すり替え防止の為、作った武器は大会当日に会場に持って行く事になっているので、ルミアが腕に大事に抱えている。
ちゃんと大会運営の人達も、妨害対策を考えているようだ。
「まぁ、あの男の監視は数人はいるけどね。」
こちらを伺う様な視線がちらほら。
ゲスナンにお金で雇われた、この街の荒くれ者達だ。
もちろん、彼らも私達の敵ではない。
「あぁ、無謀にも私達の工房にも侵入しようとした輩もいたわね。」
全員、リリスが撃退したが。
侵入の目的は、大会に出す物の破壊、もしくは盗み出す事だと白状してくれた。
「愚かな男です。」
辛辣に言い捨てる、ディオン。
「力の差も分からないようでは、あの男も、もう終わりですね。」
コクヨウが口角を上げる。
「あら、もっと面白く足掻いてくださらないと、ディア様の楽しみが無くなってしまいますわ。」
アディライトは楽しげに笑う。
その瞳は冷たい。
「「暗殺する??」」
しまいには、双子が物騒な事を言い、私へ首を傾げる。
私からの許可があれば、本気でやりかねない。
「皆んな、落ち着きなさいな。」
暗殺?
簡単に、終わらせてなんかあげない。
「ふふ、屈辱の色に染まって、思い知れば良いのよ。」
誰に喧嘩を売ったのかを。
「楽しみね?」
ワクワクが止まらない。
足取り軽く、会場へと向かう私達。
そんな私達の前に。
「ーーーー・・良く来たな、ルミア。」
ボス登場です。
「その腕に抱えているのが、大会に出す物か?」
ルミアの腕に抱えられているトウカに、ゲスナンの視線が向けられる。
トウカは大事に布に入れられているので、ゲスナンにはどんなものか分からないだろうが。
「・・貴方には、関係ありません。」
強張る、ルミアの顔。
トウカを抱えたルミアの腕に、力がこもる。
「ふっ、お前が大会に出るだけ無駄だぜ?どうせ、優勝するのは俺だからな。」
「っっ、そんなの、まだ分かりません!」
「はっ、そんな細っちょい物で、俺に勝てるとでも思っているのか?」
嘲笑う、ゲスナン。
その口元は醜く歪んでいる。
「勝ちます。」
「あ?」
「勝って、私が貴方より優秀だと証明しますよ。
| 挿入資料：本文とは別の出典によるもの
//! Symbolic rendering of enums and bitflags
//!
//! Member tables come from the host's type metadata. Wrapper types name their
//! enum through template argument 0; the member table lives on `<arg>::Enum`.

use crate::error::Result;
use crate::introspect::{EnumMember, MemoryIntrospection, TypeId};

/// `"<name> (<value>)"` on an exact match, `"? (<value>)"` otherwise
pub fn render_enum(value: u64, members: &[EnumMember]) -> String {
    match members.iter().find(|m| m.value == value) {
        Some(member) => format!("{} ({})", member.name, value),
        None => format!("? ({})", value),
    }
}

/// Names of the single-bit members set in `value`, joined with `" | "`.
///
/// Members whose value is zero or has more than one bit set never match, and
/// set bits without a single-bit member are dropped. With no match at all the
/// result is `"None (0)"`, whatever `value` holds.
pub fn render_bitflags(value: u64, members: &[EnumMember]) -> String {
    let names: Vec<&str> = members
        .iter()
        .filter(|m| m.value.is_power_of_two() && value & m.value != 0)
        .map(|m| m.name.as_str())
        .collect();

    if names.is_empty() {
        return "None (0)".to_string();
    }
    format!("{} ({})", names.join(" | "), value)
}

/// Member table of the enum a wrapper type is parameterized with
pub fn wrapped_enum_members(mem: &dyn MemoryIntrospection, wrapper: TypeId) -> Result<Vec<EnumMember>> {
    let argument = mem.template_argument(wrapper, 0)?;
    let enum_name = format!("{}::Enum", mem.type_name(argument)?);
    let enum_type = mem.find_type(&enum_name)?;
    mem.enum_members(enum_type)
}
絶対に!」
燃える、ルミアの瞳。
苛烈に、増悪に。
一心に、全ての感情がゲスナンだけに向かう。
「大会で優秀?お前が、この俺よりも優秀だと証明する?」
「はい。」
「まだ子供のお前が俺に勝つだと?」
「はい。」
「くくっ、」
ゲスナンが肩を震わせる。
「なっ、何が可笑しいんですか!!?」
「だって、考えてみろ?何の実績もなく、知識も経験も俺より劣るお前が本当に勝てると思うのか??」
「っっ、そ、それは、」
「笑わせるな、ルミア!!何十年とかけて培う職人の技が、簡単に会得できると思うなよ!?」
ぎらつく、ゲスナンの瞳。
「最大工房の本気、お前に見せてやるさ。」
「・・望むところです。私の全力で、貴方に勝利します!」
火花散る、2人の間。
「なぁ、ルミア、1つ賭けをしないか?」
「賭け?」
「そうだ。賭けの対価は、この大会で優勝した方の言う事を何でも1つだけ聞く事、でどうだ?」
「お断りします。私に、賭けに乗るメリットはありません。」
「逃げるのか?」
「ーー・・。」
ゲスナンの横をすり抜け、会場へ向け歩き出すルミアの足が止まる。
「俺に勝つ気なんだろ?」
「・・・。」
「なら、この賭けを受けても問題はないはずだ。違うか?」
「・・本気、ですか?」
「あぁ、俺は本気だぜ?で、どうする?逃げるか?それとも、受けるか決めてくれ。」
「分かりました、良いでしょう。その賭け、受けましょう。」
ゆっくり、ルミアが振り返る。
「では、ちゃんと契約しましょうか。」
「契約?」
ルミアが懐から契約書を取り出す。
魔法付与された契約書。
この紙の書かれた事は、何があっても履行しなくてはならない。
「こちらの契約書にサイン、して下さいますよね?」
「なっ、なんでこんなもの用意してやがる!?」
「こんな事もあろうかと、契約書を用意していたんですよ。貴方の事は、信用ならないので。」
ルミアが冷たい目をゲスナンへ向けた。
「ーーーまさか、貴方から言い出した事なんですから、いまさら逃げたりしませんよね?」
不敵な笑みを浮かべて。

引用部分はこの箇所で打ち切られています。